Note d’intention rétrospective

 

Retour sur « L’Esclave »[i] ou qu’est-ce que la littérature ?

Théodore Chasseriau - HaremL’écriture romanesque est un acte spontané. L’auteur se découvre capable d’une imagination dont il ne se croyait pas capable ; il donne naissance à des personnages bientôt dotés d’une autonomie propre, si bien qu’il ne sait plus si c’est lui qui les conduit ou s’il est conduit par eux[ii]. Autant dire que l’auteur n’est pas le mieux placé pour expliquer ce qu’il a voulu dire ; c’est pourquoi la lecture des critiques s’avère souvent si déroutante pour lui. Comme l’explique fort bien Jean-Paul Sartre dans Qu’est-ce que la littérature ?[iii], le roman n’existe que par la rencontre de la subjectivité du l’auteur avec celle d’un lecteur. Celles-ci étant différentes, parfois très éloignées, voire incompatibles, il n’est pas surprenant que le premier, parfois, ne retrouve rien de ce qu’il croyait avoir voulu exprimer dans les commentaires des critiques littéraires et plus généralement de ses lecteurs.

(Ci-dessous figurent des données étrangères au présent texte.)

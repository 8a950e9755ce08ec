// SPDX-License-Identifier: MIT

//! Gift code and redemption log models.

use serde::{Deserialize, Serialize};

/// A redeemable gift code. Read-only for the engine except for
/// `usedCount`, which only ever changes inside a store transaction.
#[derive(Debug, Clone, Serialize, Deserialize)]
#[serde(rename_all = "camelCase")]
pub struct GiftCode {
    /// The code string, exact and case-sensitive; also the document id
    pub code: String,
    /// Inactive codes are invisible to redemption
    pub active: bool,
    /// Points awarded on redemption
    pub points: u64,
    /// Maximum number of redemptions; unlimited when absent
    #[serde(default)]
    pub usage_limit: Option<u64>,
    /// Server-authoritative redemption counter
    #[serde(default)]
    pub used_count: u64,
}

impl GiftCode {
    /// Whether the usage limit has been exhausted.
    pub fn limit_reached(&self) -> bool {
        matches!(self.usage_limit, Some(limit) if self.used_count >= limit)
    }
}

/// Append-only audit record for a points award.
#[derive(Debug, Clone, Serialize, Deserialize)]
#[serde(rename_all = "camelCase")]
pub struct RedemptionLogEntry {
    pub user_id: String,
    pub amount: u64,
    pub reason: String,
    pub code: String,
    /// Server-assigned, RFC 3339
    pub timestamp: String,
}
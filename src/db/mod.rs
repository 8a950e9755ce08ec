// SPDX-License-Identifier: MIT

//! Document store layer: the narrow interface plus its two backends.

pub mod firestore;
pub mod memory;
pub mod store;

pub use firestore::FirestoreStore;
pub use memory::MemoryStore;
pub use store::{
    Document, DocumentStore, FieldFilter, FieldUpdates, FieldValue, SnapshotEvent, StoreError,
    StoreTransaction, Subscription,
};

/// Collection names as constants.
pub mod collections {
    pub const USERS: &str = "users";
    /// Gift codes, keyed by the code string itself.
    pub const GIFT_CODES: &str = "gift_codes";
    /// Append-only redemption audit log.
    pub const POINTS_LOGS: &str = "points_logs";
}
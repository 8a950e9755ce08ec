// SPDX-License-Identifier: MIT

//! Atomic gift-code redemption.
//!
//! The code's usage counter is the one shared, limited resource in the
//! system. It is protected exclusively by the store's transaction mechanism:
//! the counter is re-read inside the transaction, so of two concurrent
//! redemptions racing for the last use, exactly one commits.

use std::sync::Arc;

use crate::db::{collections, DocumentStore, FieldFilter};
use crate::error::{Result, SessionError};
use crate::models::GiftCode;

/// Reason string recorded on every redemption log entry.
const REDEEM_REASON: &str = "Gift Code Redeem";

/// What a successful redemption awarded, for display.
#[derive(Debug, Clone, Copy, PartialEq, Eq)]
pub struct RedemptionReceipt {
    pub points_awarded: u64,
}

/// Executes code redemptions against the remote store.
#[derive(Clone)]
pub struct RedemptionTransactor {
    store: Arc<dyn DocumentStore>,
}

impl RedemptionTransactor {
    pub fn new(store: Arc<dyn DocumentStore>) -> Self {
        Self { store }
    }

    /// Redeem `code` for `identity`.
    ///
    /// All three writes (profile points, code usage counter, log entry)
    /// commit atomically or not at all. The caller refreshes the replica
    /// afterwards, optimistically or via the next snapshot push.
    pub async fn redeem(&self, identity: Option<&str>, code: &str) -> Result<RedemptionReceipt> {
        let identity = identity.ok_or(SessionError::NotAuthenticated)?;
        let code = code.trim();
        if code.is_empty() {
            return Err(SessionError::CodeNotFound);
        }

        // Existence pre-check outside the transaction; authoritative values
        // are re-read inside it.
        let matches = self
            .store
            .query_where(
                collections::GIFT_CODES,
                &[
                    FieldFilter::eq("code", serde_json::json!(code)),
                    FieldFilter::eq("active", serde_json::json!(true)),
                ],
            )
            .await
            .map_err(|e| SessionError::TransactionFailed(e.to_string()))?;
        if matches.is_empty() {
            return Err(SessionError::CodeNotFound);
        }

        let mut txn = self
            .store
            .begin_transaction()
            .await
            .map_err(|e| SessionError::TransactionFailed(e.to_string()))?;

        let gift = match txn
            .get(collections::GIFT_CODES, code)
            .await
            .map_err(|e| SessionError::TransactionFailed(e.to_string()))?
        {
            Some(doc) => serde_json::from_value::<GiftCode>(serde_json::Value::Object(doc))
                .map_err(|e| SessionError::TransactionFailed(format!("malformed gift code: {}", e)))?,
            None => {
                let _ = txn.rollback().await;
                return Err(SessionError::CodeNotFound);
            }
        };

        // The pre-check can be stale on both counts.
        if !gift.active {
            let _ = txn.rollback().await;
            return Err(SessionError::CodeNotFound);
        }
        if gift.limit_reached() {
            let _ = txn.rollback().await;
            tracing::info!(code, used = gift.used_count, "Redemption rejected, limit reached");
            return Err(SessionError::UsageLimitReached);
        }

        let current_points = match txn
            .get(collections::USERS, identity)
            .await
            .map_err(|e| SessionError::TransactionFailed(e.to_string()))?
        {
            Some(doc) => doc.get("points").and_then(|v| v.as_u64()).unwrap_or(0),
            None => {
                let _ = txn.rollback().await;
                return Err(SessionError::TransactionFailed(
                    "profile document missing".to_string(),
                ));
            }
        };

        txn.update(
            collections::USERS,
            identity,
            vec![(
                "points".to_string(),
                serde_json::json!(current_points + gift.points).into(),
            )],
        )
        .map_err(|e| SessionError::TransactionFailed(e.to_string()))?;

        txn.update(
            collections::GIFT_CODES,
            code,
            vec![(
                "usedCount".to_string(),
                serde_json::json!(gift.used_count + 1).into(),
            )],
        )
        .map_err(|e| SessionError::TransactionFailed(e.to_string()))?;

        let log_id = uuid::Uuid::new_v4().to_string();
        txn.set(
            collections::POINTS_LOGS,
            &log_id,
            vec![
                ("userId".to_string(), serde_json::json!(identity).into()),
                ("amount".to_string(), serde_json::json!(gift.points).into()),
                ("reason".to_string(), serde_json::json!(REDEEM_REASON).into()),
                ("code".to_string(), serde_json::json!(gift.code).into()),
                (
                    "timestamp".to_string(),
                    crate::db::FieldValue::ServerTimestamp,
                ),
            ],
        )
        .map_err(|e| SessionError::TransactionFailed(e.to_string()))?;

        txn.commit()
            .await
            .map_err(|e| SessionError::TransactionFailed(e.to_string()))?;

        tracing::info!(
            identity,
            code,
            points = gift.points,
            "Code redeemed"
        );

        Ok(RedemptionReceipt {
            points_awarded: gift.points,
        })
    }
}
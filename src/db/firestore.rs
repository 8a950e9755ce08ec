// SPDX-License-Identifier: MIT

//! Firestore implementation of the document-store interface.
//!
//! Thin adapter over the `firestore` crate's fluent API. Profile documents
//! live in `users`, gift codes in `gift_codes` (keyed by the code string),
//! redemption log entries in `points_logs`.

use async_trait::async_trait;
use tokio::sync::mpsc;

use super::store::{
    resolve_updates, Document, DocumentStore, FieldFilter, FieldUpdates, SnapshotEvent,
    StoreError, StoreTransaction, Subscription,
};

/// How often the standing subscription polls for a fresh snapshot.
const POLL_INTERVAL: std::time::Duration = std::time::Duration::from_secs(2);

/// Firestore database client.
#[derive(Clone)]
pub struct FirestoreStore {
    client: Option<firestore::FirestoreDb>,
}

impl FirestoreStore {
    /// Create a new Firestore client.
    ///
    /// For local development with emulator, set FIRESTORE_EMULATOR_HOST.
    pub async fn new(project_id: &str) -> Result<Self, StoreError> {
        // If the emulator environment variable is set, use unauthenticated
        // connection to avoid local credential warnings and leakage.
        if std::env::var("FIRESTORE_EMULATOR_HOST").is_ok() {
            return Self::create_emulator_client(project_id).await;
        }

        let client = firestore::FirestoreDb::new(project_id)
            .await
            .map_err(|e| StoreError::Backend(format!("Failed to connect to Firestore: {}", e)))?;

        tracing::info!(project = project_id, "Connected to Firestore");

        Ok(Self {
            client: Some(client),
        })
    }

    /// Create a Firestore client for the emulator with unauthenticated access.
    async fn create_emulator_client(project_id: &str) -> Result<Self, StoreError> {
        tracing::info!("Using unauthenticated connection for Firestore Emulator");

        let token_source = gcloud_sdk::ExternalJwtFunctionSource::new(|| async {
            Ok(gcloud_sdk::Token {
                token_type: "Bearer".to_string(),
                token: gcloud_sdk::SecretValue::new(
                    "eyJhbGciOiJub25lIn0.eyJ1aWQiOiJ0ZXN0In0."
                        .to_string()
                        .into(),
                ),
                expiry: chrono::Utc::now() + chrono::Duration::hours(1),
            })
        });

        let options = firestore::FirestoreDbOptions::new(project_id.to_string());

        let client = firestore::FirestoreDb::with_options_token_source(
            options,
            gcloud_sdk::GCP_DEFAULT_SCOPES.clone(),
            gcloud_sdk::TokenSourceType::ExternalSource(Box::new(token_source)),
        )
        .await
        .map_err(|e| {
            StoreError::Backend(format!("Failed to connect to Firestore Emulator: {}", e))
        })?;

        tracing::info!(
            project = project_id,
            "Connected to Firestore (Emulator/Unauthenticated)"
        );

        Ok(Self {
            client: Some(client),
        })
    }

    /// Create a client for the project named in the configuration.
    pub async fn from_config(config: &crate::config::Config) -> Result<Self, StoreError> {
        Self::new(&config.gcp_project_id).await
    }

    /// Create a mock client for testing (offline mode).
    ///
    /// All database operations will return an error if called.
    pub fn new_mock() -> Self {
        Self { client: None }
    }

    /// Helper to get the client or return an error if offline.
    fn get_client(&self) -> Result<&firestore::FirestoreDb, StoreError> {
        self.client.as_ref().ok_or_else(|| {
            StoreError::Backend("Database not connected (offline mode)".to_string())
        })
    }
}

#[async_trait]
impl DocumentStore for FirestoreStore {
    async fn get_document(
        &self,
        collection: &str,
        id: &str,
    ) -> Result<Option<Document>, StoreError> {
        self.get_client()?
            .fluent()
            .select()
            .by_id_in(collection)
            .obj()
            .one(id)
            .await
            .map_err(|e| StoreError::Backend(e.to_string()))
    }

    async fn set_document(
        &self,
        collection: &str,
        id: &str,
        fields: FieldUpdates,
    ) -> Result<(), StoreError> {
        // The sentinel is resolved against the adapter's clock; the engine
        // never reads these timestamps back for ordering decisions.
        let doc: Document = resolve_updates(fields, &chrono::Utc::now().to_rfc3339())
            .into_iter()
            .collect();
        let _: () = self
            .get_client()?
            .fluent()
            .update()
            .in_col(collection)
            .document_id(id)
            .object(&doc)
            .execute()
            .await
            .map_err(|e| StoreError::Backend(e.to_string()))?;
        Ok(())
    }

    async fn update_fields(
        &self,
        collection: &str,
        id: &str,
        updates: FieldUpdates,
    ) -> Result<(), StoreError> {
        let resolved = resolve_updates(updates, &chrono::Utc::now().to_rfc3339());
        let field_names: Vec<String> = resolved.iter().map(|(field, _)| field.clone()).collect();
        let doc: Document = resolved.into_iter().collect();
        let _: () = self
            .get_client()?
            .fluent()
            .update()
            .fields(field_names)
            .in_col(collection)
            .document_id(id)
            .object(&doc)
            .execute()
            .await
            .map_err(|e| StoreError::Backend(e.to_string()))?;
        Ok(())
    }

    async fn query_where(
        &self,
        collection: &str,
        filters: &[FieldFilter],
    ) -> Result<Vec<Document>, StoreError> {
        let filters = filters.to_vec();
        self.get_client()?
            .fluent()
            .select()
            .from(collection)
            .filter(move |q| {
                q.for_all(
                    filters
                        .iter()
                        .map(|filter| q.field(filter.field.clone()).eq(filter.equals.clone())),
                )
            })
            .obj()
            .query()
            .await
            .map_err(|e| StoreError::Backend(e.to_string()))
    }

    fn subscribe(&self, collection: &str, id: &str) -> Subscription {
        let (tx, rx) = mpsc::unbounded_channel();

        let client = match self.client.clone() {
            Some(client) => client,
            None => {
                let _ = tx.send(SnapshotEvent::Error(
                    "Database not connected (offline mode)".to_string(),
                ));
                return Subscription::new(rx, || {});
            }
        };

        let collection = collection.to_string();
        let id = id.to_string();
        let handle = tokio::spawn(async move {
            let mut last_seen: Option<Option<Document>> = None;
            let mut interval = tokio::time::interval(POLL_INTERVAL);
            loop {
                interval.tick().await;
                let result: Result<Option<Document>, _> = client
                    .fluent()
                    .select()
                    .by_id_in(&collection)
                    .obj()
                    .one(&id)
                    .await;
                match result {
                    Ok(snapshot) => {
                        if last_seen.as_ref() != Some(&snapshot) {
                            last_seen = Some(snapshot.clone());
                            if tx.send(SnapshotEvent::Snapshot(snapshot)).is_err() {
                                break;
                            }
                        }
                    }
                    Err(e) => {
                        tracing::warn!(
                            collection = %collection,
                            id = %id,
                            error = %e,
                            "Snapshot poll failed"
                        );
                        if tx.send(SnapshotEvent::Error(e.to_string())).is_err() {
                            break;
                        }
                    }
                }
            }
        });

        Subscription::new(rx, move || handle.abort())
    }

    async fn begin_transaction(&self) -> Result<Box<dyn StoreTransaction + '_>, StoreError> {
        let db = self.get_client()?;
        let txn = db
            .begin_transaction()
            .await
            .map_err(|e| StoreError::Backend(format!("Failed to begin transaction: {}", e)))?;
        Ok(Box::new(FirestoreStoreTransaction {
            db,
            txn: Some(txn),
        }))
    }
}

struct FirestoreStoreTransaction<'a> {
    db: &'a firestore::FirestoreDb,
    txn: Option<firestore::FirestoreTransaction<'a>>,
}

#[async_trait]
impl<'a> StoreTransaction for FirestoreStoreTransaction<'a> {
    async fn get(&mut self, collection: &str, id: &str) -> Result<Option<Document>, StoreError> {
        if self.txn.is_none() {
            return Err(StoreError::Backend("transaction already finished".into()));
        }
        self.db
            .fluent()
            .select()
            .by_id_in(collection)
            .obj()
            .one(id)
            .await
            .map_err(|e| StoreError::Backend(format!("Failed to read in transaction: {}", e)))
    }

    fn set(&mut self, collection: &str, id: &str, fields: FieldUpdates) -> Result<(), StoreError> {
        let doc: Document = resolve_updates(fields, &chrono::Utc::now().to_rfc3339())
            .into_iter()
            .collect();
        let txn = self
            .txn
            .as_mut()
            .ok_or_else(|| StoreError::Backend("transaction already finished".to_string()))?;
        self.db
            .fluent()
            .update()
            .in_col(collection)
            .document_id(id)
            .object(&doc)
            .add_to_transaction(txn)
            .map_err(|e| {
                StoreError::Backend(format!("Failed to add write to transaction: {}", e))
            })?;
        Ok(())
    }

    fn update(
        &mut self,
        collection: &str,
        id: &str,
        updates: FieldUpdates,
    ) -> Result<(), StoreError> {
        let resolved = resolve_updates(updates, &chrono::Utc::now().to_rfc3339());
        let field_names: Vec<String> = resolved.iter().map(|(field, _)| field.clone()).collect();
        let doc: Document = resolved.into_iter().collect();
        let txn = self
            .txn
            .as_mut()
            .ok_or_else(|| StoreError::Backend("transaction already finished".to_string()))?;
        self.db
            .fluent()
            .update()
            .fields(field_names)
            .in_col(collection)
            .document_id(id)
            .object(&doc)
            .add_to_transaction(txn)
            .map_err(|e| {
                StoreError::Backend(format!("Failed to add update to transaction: {}", e))
            })?;
        Ok(())
    }

    async fn commit(&mut self) -> Result<(), StoreError> {
        let txn = self
            .txn
            .take()
            .ok_or_else(|| StoreError::Backend("transaction already finished".to_string()))?;
        txn.commit()
            .await
            .map_err(|e| StoreError::Backend(format!("Transaction commit failed: {}", e)))?;
        Ok(())
    }

    async fn rollback(&mut self) -> Result<(), StoreError> {
        let txn = self
            .txn
            .take()
            .ok_or_else(|| StoreError::Backend("transaction already finished".to_string()))?;
        let _ = txn.rollback().await;
        Ok(())
    }
}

On connaît peut-être la formule surprenante de Jean-Paul Sartre, toujours dans Qu’est-ce que la littérature ? : « Ecrire c’est à la fois dévoiler le monde et le proposer comme une tâche à la générosité du lecteur ». Formule a priori surprenante que le philosophe complète ainsi : « L’écrivain en appelle à la liberté du lecteur pour qu’elle collabore à la production de son ouvrage ». Représentons-nous le livre comme un rocher – surtout s’il est un peu difficile – qu’il s’agit de gravir. Cependant la lecture, demeure un acte libre : le lecteur est en droit de décréter que le livre n’en vaut pas la peine (trop mauvais ou trop exigeant)… à la condition toutefois d’avoir au moins essayé (c’est là sa générosité), puisqu’un livre négligé est un objet mort, voué au pilon ou à « la critique rongeuse des souris »[iv] (Marx).